The Chancellor of the Exchequer

hoped the hon. Gentlemen would not think him guilty of disrespect if he did not enter into the different matters of which they had treated. In committee, his right hon. Friend, the Secretary at War would be prepared to give every information they could require. On each separate vote, every gentleman would have an opportunity of stating his views, and obtaining any information he might ask. The hon. Gentleman who spoke last, laboured under an error as to the amount of force which could be strictly called military in this country. All he should say at present was, that her Majesty's Government had done all in their power to keep down the estimates within the lowest possible dimensions.

Mr. Hume

said, that no man in the House would deny that it was their duty to effect the greatest, possible reductions in the estimates consistently with the public service; and the question now was, whether, previous to voting the supplies, the House should have information from the Ministers whether any new taxes were to be imposed, or whether any old ones were to be removed? Let it be remembered, that if the number of the army and navy had not been increased, the necessity for the Income-tax would not have arisen. The question was, did the House wish the Income-tax to be removed or not? If so, they must strike off part of the expenditure. During the five years of Lord Grey's administration, something had every year been taken off from the taxation. During the last five years, we had been getting into debt spending annually more than our income, and it was now high time to commence the work of reduction. He should regret if the House rejected a motion calculated to give so much satisfaction to the country, and for which he should certainly vote.

General Johnson

considered the motion an exceedingly reasonable one. Seeing that the wars in China and India had been brought to a satisfactory conclusion, and the troubles in Canada settled, it was but reasonable to expect that a considerable reduction should take place in the army list. It was desirable before moving the estimates, to see what the expenditure of the country was. The House had been engaged five nights in discussing the distress of the country, which was admitted on all hands, and nobody had adverted to what was the real cause of that distress-— namely, taxation. It was no use to shift the burden from agriculture to manufactures, and from manufactures again to agricultural produce; for without a large reduction of taxation no permanent relief could be afforded. If the motion went to a division, he should certainly vote for it.

Captain Polhill

considered that the wars in which the country had been lately engaged, must necessarily have entailed a very considerable expense, and we could not attempt an immediate reduction in our establishments to any extent. The distress which existed in the country was mainly owing to the extent of our population, which from 1801 to 1841 had increased at the rate of 75 per cent, and at the same ratio would be doubled in the next nine years. The increase of machinery also had in a very great measure contributed to increase the distress by superseding human labour.

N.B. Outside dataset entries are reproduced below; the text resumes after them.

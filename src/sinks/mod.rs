//! Sink implementations

pub mod console;
pub mod file;
pub mod memory;
pub mod writer;

pub use console::{ConsoleSink, ConsoleStream};
pub use file::FileSink;
pub use memory::MemorySink;
pub use writer::WriterSink;

pub use crate::core::Sink;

The House divided on the question that the words proposed to be left out stand part of the question. Ayes 62; Noes 15;—Majority 47.

List of the AYES.
A'Court, Capt. Jermyn, Earl
Arkwright, G. Kemble, H.
Baird, W. Knatchbull, rt. hn. Sir E.
Baring, hon. W. B. Knight, H. G.
Bateson, R. Lygon, hon. Gen.
Boldero, H. G. Manners, Lord J.
Botfield, B. Masterman, J.
Bunbury, T. Meynell, Capt.
Chetwode, Sir J. Morgan, O.
Clerk, Sir G. Neeld, J.
Clive, hon. R. H. Neville, It.
Douglas, Sir C. E. Nicholl, rt. hon. J.
Egerton, W. T. Norreys, Lord
Fitzroy, Capt. Packe, C. W.
Flower, Sir J. Peel, J.
Forbes, W. Polhill, F.
Fox, S. L. Rashleigh, W.
Gaskell, J. Milnes Round, J.
Gladstone, rt. hn. W. E. Sibthorp, Col.
Gordon, hon. Capt. Somerset, Lord G.
Goulburn, rt. hn. H. Stewart, J.
Graham, rt. hon. Sir J. Sutton, hon. H. M.
Greene, T. Tennent, Jas. E.
Grimsditch, T. Thompson, Mr. Ald.
Hale, R. B. Trench, Sir F. W.
Hamilton, W. J. Trotter, J.
Hardinge, rt. hn. Sir H. Waddington, H. S.
Hardy, J. Wood, Col.
Hepburn, Sir T. B. Young, J.
Herbert, hon. S.
Hope, hon. C. TELLERS
Hope, G. W. Fremantle, Sir T.
Hughes, W. B. Baring, H.
List of the NOES.
Aldam, W. Browne, hon. W.
Blake, M. J. Busfeild, W.
Blake, Sir V. Cobden, R.
Blewitt, R. J. Fielden, J.
Brotherton, J. Johnson, Gen.
Marsland, H. Williams, W.
Pechell, Capt. TELLERS.
Thornely, T. Hume, J.
Turner, E. Crawford, W. S.

House in committee.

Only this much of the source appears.